There are two explanations to me:
1. Certain contexts signal to the model that the user does not want to 'see' the role that a particular consideration (eg the skin-colour of an individual) played in a decision; or
2. Something about the natural distribution of the training data suggests that there are types of information not readily acknowledged in reasoning chains.
1 is the possibility to worry about. The relevant take-away for safety is then as follows: look for other things that might motivate models to conceal considerations to the decisions that they make. Off the top of the head, we could imagine o1 saying it will run some (actually deeply suspicious) code for reasons that are ostensibly harmless, because it suspects that the user does not want to 'see' that the model is doing so for suss reasons (I could imagine this situation would be easy to contrive by deliberately instructing o1 not to be seen doing any dangerous activity).
As far as I'm concerned, the next obvious step is to make an Apollo-style eval that tests the following question: can the model do anything dangerous without at any point saying it is going to do that dangerous thing? The o1 system card shows o1 is capable of hacking when not asked to do so, but it still has to say things like "oh maybe I could hack this thing in order to succeed".
You could scale this eval incrementally, and get a supervisor model to try and detect suss behaviour even when the og model is trying its best to avoid detection, or when it is doing things that are difficult for a human to parse because they are too complicated to readily understand.
The other relevant consideration is to keep an eye on things like o1's summaries of its own behaviour - the system card attests to a couple situations in which the summary was deceptive, but they are mostly harmless for now (eg the final output to the user expresses higher confidence in a particular answer that the actual CoT indicated).
Some excellent points (and I enjoyed the neat self-referentialism).
Headline take is I agree with you that CoT unfaithfulness - as Turpin and Lanham have operationalised it - is unlikely to pose a problem for the alignment of LLM-based systems.

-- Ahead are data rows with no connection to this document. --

//! Process-wide log output for the `advexp` binary.
//!
//! Library code only emits events (see `obs`); installing a subscriber is
//! left to the binary, which calls [`init_tracing`] once from `main`.

use tracing::Level;
use tracing_subscriber::layer::SubscriberExt;
use tracing_subscriber::util::SubscriberInitExt;
use tracing_subscriber::{fmt, EnvFilter, Layer};

/// Install the global subscriber writing to stderr.
///
/// `RUST_LOG` takes precedence over `level` when set. stdout is reserved
/// for resolved configs and fingerprints. A second call is a no-op.
pub fn init_tracing(json: bool, level: Level) {
    let filter = EnvFilter::try_from_default_env().unwrap_or_else(|_| EnvFilter::new(level.as_str()));

    let output = fmt::layer().with_target(false).with_writer(std::io::stderr);
    let output = if json {
        output.json().with_current_span(true).boxed()
    } else {
        output.compact().boxed()
    };

    let _ = tracing_subscriber::registry()
        .with(filter)
        .with(output)
        .try_init();
}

I think this for the same reasons you state:
1. Unfaithfulness is primarily a function of the training distribution, only appears in particular contexts, and might potentially be avoided by simply asking the LLM to explain its rationale;
and
2. The o1 paradigm of RLing the CoT seems likely to remove unfaithfulness from o1's CoTs.

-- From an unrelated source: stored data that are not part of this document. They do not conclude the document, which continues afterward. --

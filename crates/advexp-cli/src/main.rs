//! advexp - resolve adversarial-attack experiment configurations
//!
//! ## Commands
//!
//! - `resolve`: print the fully resolved, flattened configuration
//! - `validate`: check a document and overrides, print a one-line summary
//! - `digest`: print the fingerprint of the resolved configuration
//! - `show-default`: print the built-in default document
//!
//! Overrides are positional: `advexp resolve attack=pgd dataset=cifar100`.

use std::path::PathBuf;

use advexp_config::{ConfigLoader, DocumentFormat, ResolvedConfig, DEFAULT_DOCUMENT};
use anyhow::{Context, Result};
use clap::{Args, Parser, Subcommand, ValueEnum};
use tracing::{debug, Level};

#[derive(Parser)]
#[command(name = "advexp")]
#[command(version = env!("CARGO_PKG_VERSION"))]
#[command(about = "Resolve adversarial-attack experiment configurations", long_about = None)]
struct Cli {
    /// Enable verbose output
    #[arg(short, long, global = true)]
    verbose: bool,

    /// Emit JSON-formatted log lines
    #[arg(long, global = true)]
    json_logs: bool,

    #[command(subcommand)]
    command: Commands,
}

#[derive(Subcommand)]
enum Commands {
    /// Print the resolved configuration
    Resolve {
        #[command(flatten)]
        source: SourceArgs,

        /// Output encoding
        #[arg(short, long, value_enum, default_value_t = OutputFormat::Yaml)]
        output: OutputFormat,
    },

    /// Validate a configuration without printing it
    Validate {
        #[command(flatten)]
        source: SourceArgs,
    },

    /// Print the SHA-256 fingerprint of the resolved configuration
    Digest {
        #[command(flatten)]
        source: SourceArgs,
    },

    /// Print the built-in default document
    ShowDefault,
}

#[derive(Args)]
struct SourceArgs {
    /// Configuration document (default: built-in document)
    #[arg(short, long, env = "ADVEXP_CONFIG")]
    config: Option<PathBuf>,

    /// Document format (default: from file extension)
    #[arg(short, long)]
    format: Option<DocumentFormat>,

    /// Overrides: key=value, nested.key=value, +key=value, ++key=value, ~key
    #[arg(value_name = "OVERRIDE")]
    overrides: Vec<String>,
}

#[derive(Clone, Copy, PartialEq, Eq, ValueEnum)]
enum OutputFormat {
    Yaml,
    Json,
}

fn main() -> Result<()> {
    let cli = Cli::parse();

    let level = if cli.verbose {
        Level::DEBUG
    } else {
        Level::WARN
    };
    advexp_config::init_tracing(cli.json_logs, level);

    match cli.command {
        Commands::Resolve { source, output } => cmd_resolve(&source, output),
        Commands::Validate { source } => cmd_validate(&source),
        Commands::Digest { source } => cmd_digest(&source),
        Commands::ShowDefault => {
            print!("{}", DEFAULT_DOCUMENT);
            Ok(())
        }
    }
}

fn build_loader(source: &SourceArgs) -> Result<ConfigLoader> {
    let mut loader = match &source.config {
        Some(path) => ConfigLoader::from_path(path)
            .with_context(|| format!("Failed to load config {:?}", path))?,
        None => ConfigLoader::embedded_default(),
    };
    if let Some(format) = source.format {
        loader = loader.with_format(format);
    }
    debug!(
        source = %loader.source_name(),
        overrides = source.overrides.len(),
        "building loader"
    );
    Ok(loader.with_overrides(source.overrides.iter().cloned()))
}

fn resolve_source(source: &SourceArgs) -> Result<ResolvedConfig> {
    let loader = build_loader(source)?;
    loader
        .resolve()
        .with_context(|| format!("Invalid configuration ({})", loader.source_name()))
}

fn cmd_resolve(source: &SourceArgs, output: OutputFormat) -> Result<()> {
    let config = resolve_source(source)?;
    println!("{}", render(&config, output)?);
    Ok(())
}

fn render(config: &ResolvedConfig, output: OutputFormat) -> Result<String> {
    let flat = config.to_flat_map()?;
    let text = match output {
        OutputFormat::Json => serde_json::to_string_pretty(&flat)?,
        OutputFormat::Yaml => serde_yaml::to_string(&flat)?.trim_end().to_string(),
    };
    Ok(text)
}

fn cmd_validate(source: &SourceArgs) -> Result<()> {
    let config = resolve_source(source)?;
    println!("{}", summary_line(&config));
    Ok(())
}

fn summary_line(config: &ResolvedConfig) -> String {
    let e = &config.experiment;
    format!(
        "OK: {} on {} ({} classes), run dir {}, device {}",
        e.attack,
        e.dataset,
        config.profile.n_classes,
        config.logging.run_dir,
        config.effective_device()
    )
}

fn cmd_digest(source: &SourceArgs) -> Result<()> {
    let config = resolve_source(source)?;
    println!("{}", config.fingerprint()?);
    Ok(())
}

#[cfg(test)]
mod tests {
    use super::*;
    use clap::CommandFactory;

    fn source(overrides: &[&str]) -> SourceArgs {
        SourceArgs {
            config: None,
            format: None,
            overrides: overrides.iter().map(|s| s.to_string()).collect(),
        }
    }

    #[test]
    fn test_cli_definition_is_consistent() {
        Cli::command().debug_assert();
    }

    #[test]
    fn test_parse_resolve_with_overrides() {
        let cli = Cli::try_parse_from([
            "advexp",
            "resolve",
            "--output",
            "json",
            "attack=pgd",
            "dataset=cifar100",
        ])
        .expect("parse");
        match cli.command {
            Commands::Resolve { source, output } => {
                assert!(output == OutputFormat::Json);
                assert_eq!(source.overrides, vec!["attack=pgd", "dataset=cifar100"]);
            }
            _ => panic!("expected resolve"),
        }
    }

    #[test]
    fn test_parse_format_flag() {
        let cli = Cli::try_parse_from(["advexp", "validate", "--format", "toml", "-c", "x.conf"])
            .expect("parse");
        match cli.command {
            Commands::Validate { source } => {
                assert_eq!(source.format, Some(DocumentFormat::Toml));
                assert_eq!(source.config, Some(PathBuf::from("x.conf")));
            }
            _ => panic!("expected validate"),
        }
        assert!(Cli::try_parse_from(["advexp", "validate", "--format", "ini"]).is_err());
    }

    #[test]
    fn test_render_json_is_flat() {
        let config = resolve_source(&source(&["attack=pgd", "dataset=cifar100"])).unwrap();
        let text = render(&config, OutputFormat::Json).unwrap();
        let value: serde_json::Value = serde_json::from_str(&text).unwrap();
        assert_eq!(value["logging.run_dir"], "attack_logs/pgd/cifar100");
        assert_eq!(value["n_classes"], 100);
    }

    #[test]
    fn test_render_yaml() {
        let config = resolve_source(&source(&[])).unwrap();
        let text = render(&config, OutputFormat::Yaml).unwrap();
        assert!(text.contains("logging.run_dir: attack_logs/fgsm/cifar10"));
    }

    #[test]
    fn test_summary_line() {
        let config = resolve_source(&source(&["n_gpu=0"])).unwrap();
        let line = summary_line(&config);
        assert!(line.starts_with("OK: fgsm on cifar10 (10 classes)"));
        assert!(line.ends_with("device cpu"));
    }

    #[test]
    fn test_invalid_override_surfaces_field() {
        let err = resolve_source(&source(&["dataset=imagenet"])).unwrap_err();
        let msg = format!("{:#}", err);
        assert!(msg.contains("dataset"));
        assert!(msg.contains("imagenet"));
    }
}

The way that these CoTs work seems make the model systematically hyper-attentive to different facets of its context window in a way that is verbalised in detail (and is typically enabled by a literal "Hmmmm..." that draws its attention to an unconsidered detail). It strikes me that this would totally rule out the chance that the model still pays attention to bias without saying it: "But wait... The user implied that option A was probably correct". This is partially an empirical question - since we can't see the o1 CoTs, I'd pipedream love to see OpenAI do and publish research on whether this is true.
This suggests to me that o1's training might already have succeeded at giving us what we'd want: an LLM that does, in fact, just say how it made its decision. (It remains an open question whether simply prompting normal LLMs to explain their rationale would also work).
The only part of the Turpin paper that remains potentially worrying to me is the (actually unsurprising) demonstrated capacity of an LLM to fabricate spurious reasoning ("shooting outside the eighteen is not a common phrase in soccer") in order to support a particular decision.
You can imagine all sorts of innocuous contexts that might incentivise an LLM to do this kind of thing. This might present some difficulties for oversight regimes - this is why I'd be interested in seeing whether something like o1 is capable of front-to-back undertaking an entire complex and malicious action whilst managing to obscure the actual nature of that malicious action (such that an automated LLM judge fails to detect that the action is in fact malicious).